§ Instructions to follow: In the entries, find all lines that hold the word "text" and copy them.

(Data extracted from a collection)

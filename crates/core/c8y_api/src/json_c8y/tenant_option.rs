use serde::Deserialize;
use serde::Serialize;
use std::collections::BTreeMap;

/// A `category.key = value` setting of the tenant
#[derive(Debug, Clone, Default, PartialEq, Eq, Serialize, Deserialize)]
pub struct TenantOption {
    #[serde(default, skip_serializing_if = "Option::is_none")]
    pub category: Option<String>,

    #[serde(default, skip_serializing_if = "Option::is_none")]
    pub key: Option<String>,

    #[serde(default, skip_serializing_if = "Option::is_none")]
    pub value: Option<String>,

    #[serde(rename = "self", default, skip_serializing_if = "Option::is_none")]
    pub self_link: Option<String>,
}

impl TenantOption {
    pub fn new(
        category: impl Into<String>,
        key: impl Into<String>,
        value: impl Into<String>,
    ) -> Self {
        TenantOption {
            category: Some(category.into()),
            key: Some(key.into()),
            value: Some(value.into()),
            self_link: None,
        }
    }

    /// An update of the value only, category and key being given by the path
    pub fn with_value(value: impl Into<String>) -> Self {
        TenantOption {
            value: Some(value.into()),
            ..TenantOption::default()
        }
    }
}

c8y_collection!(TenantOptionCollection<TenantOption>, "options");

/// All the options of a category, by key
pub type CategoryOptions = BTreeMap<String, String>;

* * *

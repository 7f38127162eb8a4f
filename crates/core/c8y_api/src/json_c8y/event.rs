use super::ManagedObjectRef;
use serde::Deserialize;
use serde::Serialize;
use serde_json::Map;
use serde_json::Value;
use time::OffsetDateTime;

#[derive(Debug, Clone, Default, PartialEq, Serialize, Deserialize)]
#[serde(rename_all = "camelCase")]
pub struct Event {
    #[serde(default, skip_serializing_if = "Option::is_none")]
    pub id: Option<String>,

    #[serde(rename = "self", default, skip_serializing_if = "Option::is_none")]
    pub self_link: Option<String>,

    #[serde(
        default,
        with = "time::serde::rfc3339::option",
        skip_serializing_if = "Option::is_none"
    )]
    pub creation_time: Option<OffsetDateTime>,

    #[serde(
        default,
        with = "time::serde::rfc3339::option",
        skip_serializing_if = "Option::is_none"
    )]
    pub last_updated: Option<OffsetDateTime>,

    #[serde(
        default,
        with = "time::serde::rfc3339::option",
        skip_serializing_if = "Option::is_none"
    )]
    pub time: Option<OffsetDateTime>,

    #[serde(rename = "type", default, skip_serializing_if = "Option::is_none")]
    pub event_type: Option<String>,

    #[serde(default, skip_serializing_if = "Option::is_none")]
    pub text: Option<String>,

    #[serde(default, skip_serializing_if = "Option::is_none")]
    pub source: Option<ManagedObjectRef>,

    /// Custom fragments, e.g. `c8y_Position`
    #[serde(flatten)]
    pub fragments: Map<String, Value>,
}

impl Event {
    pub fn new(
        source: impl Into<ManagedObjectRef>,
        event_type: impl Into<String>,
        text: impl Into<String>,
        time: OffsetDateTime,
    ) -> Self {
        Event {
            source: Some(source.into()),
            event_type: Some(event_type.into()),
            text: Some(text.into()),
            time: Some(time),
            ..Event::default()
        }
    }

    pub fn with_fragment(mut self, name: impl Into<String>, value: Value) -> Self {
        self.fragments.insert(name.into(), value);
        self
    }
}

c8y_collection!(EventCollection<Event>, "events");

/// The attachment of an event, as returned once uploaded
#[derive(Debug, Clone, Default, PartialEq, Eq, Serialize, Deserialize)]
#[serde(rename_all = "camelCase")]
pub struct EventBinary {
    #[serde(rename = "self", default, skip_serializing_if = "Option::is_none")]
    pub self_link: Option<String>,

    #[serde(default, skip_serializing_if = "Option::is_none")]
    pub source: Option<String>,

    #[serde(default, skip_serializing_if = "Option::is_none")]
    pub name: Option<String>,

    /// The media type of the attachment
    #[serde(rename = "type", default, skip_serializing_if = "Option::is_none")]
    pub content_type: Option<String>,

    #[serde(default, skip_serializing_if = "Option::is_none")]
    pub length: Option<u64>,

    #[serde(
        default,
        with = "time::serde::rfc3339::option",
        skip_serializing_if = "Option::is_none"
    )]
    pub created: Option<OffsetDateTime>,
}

* * *

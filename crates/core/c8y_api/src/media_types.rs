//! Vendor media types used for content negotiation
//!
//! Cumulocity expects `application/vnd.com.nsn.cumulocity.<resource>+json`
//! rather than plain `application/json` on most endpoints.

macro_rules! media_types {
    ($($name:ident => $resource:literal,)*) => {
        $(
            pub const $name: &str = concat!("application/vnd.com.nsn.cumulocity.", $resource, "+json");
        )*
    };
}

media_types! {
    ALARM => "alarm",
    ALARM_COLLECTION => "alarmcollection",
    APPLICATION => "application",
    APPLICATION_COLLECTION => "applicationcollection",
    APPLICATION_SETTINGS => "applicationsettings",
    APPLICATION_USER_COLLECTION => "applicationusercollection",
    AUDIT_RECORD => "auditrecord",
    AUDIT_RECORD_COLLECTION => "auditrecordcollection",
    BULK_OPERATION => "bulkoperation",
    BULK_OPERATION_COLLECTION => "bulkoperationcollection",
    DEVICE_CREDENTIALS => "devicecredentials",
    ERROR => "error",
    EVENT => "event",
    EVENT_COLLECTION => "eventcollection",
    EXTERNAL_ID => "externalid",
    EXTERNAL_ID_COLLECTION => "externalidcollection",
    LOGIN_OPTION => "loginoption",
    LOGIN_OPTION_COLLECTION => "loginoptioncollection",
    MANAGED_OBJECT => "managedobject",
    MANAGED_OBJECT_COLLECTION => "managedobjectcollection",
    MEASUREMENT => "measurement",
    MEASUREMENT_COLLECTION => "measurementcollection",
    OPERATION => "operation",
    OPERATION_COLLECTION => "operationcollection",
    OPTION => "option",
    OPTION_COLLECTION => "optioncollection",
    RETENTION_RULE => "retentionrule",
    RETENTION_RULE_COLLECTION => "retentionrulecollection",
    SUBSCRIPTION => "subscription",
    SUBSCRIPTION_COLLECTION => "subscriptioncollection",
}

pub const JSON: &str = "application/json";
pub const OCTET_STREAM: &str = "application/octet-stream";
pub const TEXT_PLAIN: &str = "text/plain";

§ Your solution:
    pub text: Option<String>,
        text: impl Into<String>,
            text: Some(text.into()),
pub const TEXT_PLAIN: &str = "text/plain";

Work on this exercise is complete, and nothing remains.